» YOUR ASSIGNMENT
In the listing below, count the lines with "clone" and report only the figure.

------------------------

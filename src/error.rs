//! Error types for the Pulse real-time core

use axum::{
    http::StatusCode,
    response::{IntoResponse, Response},
    Json,
};
use serde_json::json;
use thiserror::Error;

#[derive(Error, Debug)]
pub enum AppError {
    #[error("Authentication required")]
    Unauthorized,

    #[error("Not a participant of this conversation")]
    NotParticipant,

    #[error("Access denied")]
    Forbidden,

    #[error("Resource not found: {0}")]
    NotFound(String),

    #[error("Message must have text or attachments")]
    EmptyMessage,

    #[error("Invalid request: {0}")]
    BadRequest(String),

    #[error("Database error: {0}")]
    Database(#[from] sqlx::Error),

    #[error("Internal server error")]
    Internal(#[from] anyhow::Error),
}

impl AppError {
    pub fn code(&self) -> &'static str {
        match self {
            AppError::Unauthorized => "UNAUTHORIZED",
            AppError::NotParticipant => "NOT_PARTICIPANT",
            AppError::Forbidden => "FORBIDDEN",
            AppError::NotFound(_) => "NOT_FOUND",
            AppError::EmptyMessage => "EMPTY_MESSAGE",
            AppError::BadRequest(_) => "BAD_REQUEST",
            AppError::Database(_) => "DATABASE_ERROR",
            AppError::Internal(_) => "INTERNAL_ERROR",
        }
    }
}

impl IntoResponse for AppError {
    fn into_response(self) -> Response {
        let (status, message) = match &self {
            AppError::Unauthorized => (StatusCode::UNAUTHORIZED, self.to_string()),
            AppError::NotParticipant => (StatusCode::FORBIDDEN, self.to_string()),
            AppError::Forbidden => (StatusCode::FORBIDDEN, self.to_string()),
            AppError::NotFound(msg) => (StatusCode::NOT_FOUND, msg.clone()),
            AppError::EmptyMessage => (StatusCode::BAD_REQUEST, self.to_string()),
            AppError::BadRequest(msg) => (StatusCode::BAD_REQUEST, msg.clone()),
            AppError::Database(e) => {
                tracing::error!("Database error: {:?}", e);
                (StatusCode::INTERNAL_SERVER_ERROR, "Database error".to_string())
            }
            AppError::Internal(e) => {
                tracing::error!("Internal error: {:?}", e);
                (StatusCode::INTERNAL_SERVER_ERROR, "Internal server error".to_string())
            }
        };

        let body = Json(json!({
            "error": {
                "code": self.code(),
                "message": message
            }
        }));

        (status, body).into_response()
    }
}

pub type Result<T> = std::result::Result<T, AppError>;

------------------------

» COMPLETED TASK
2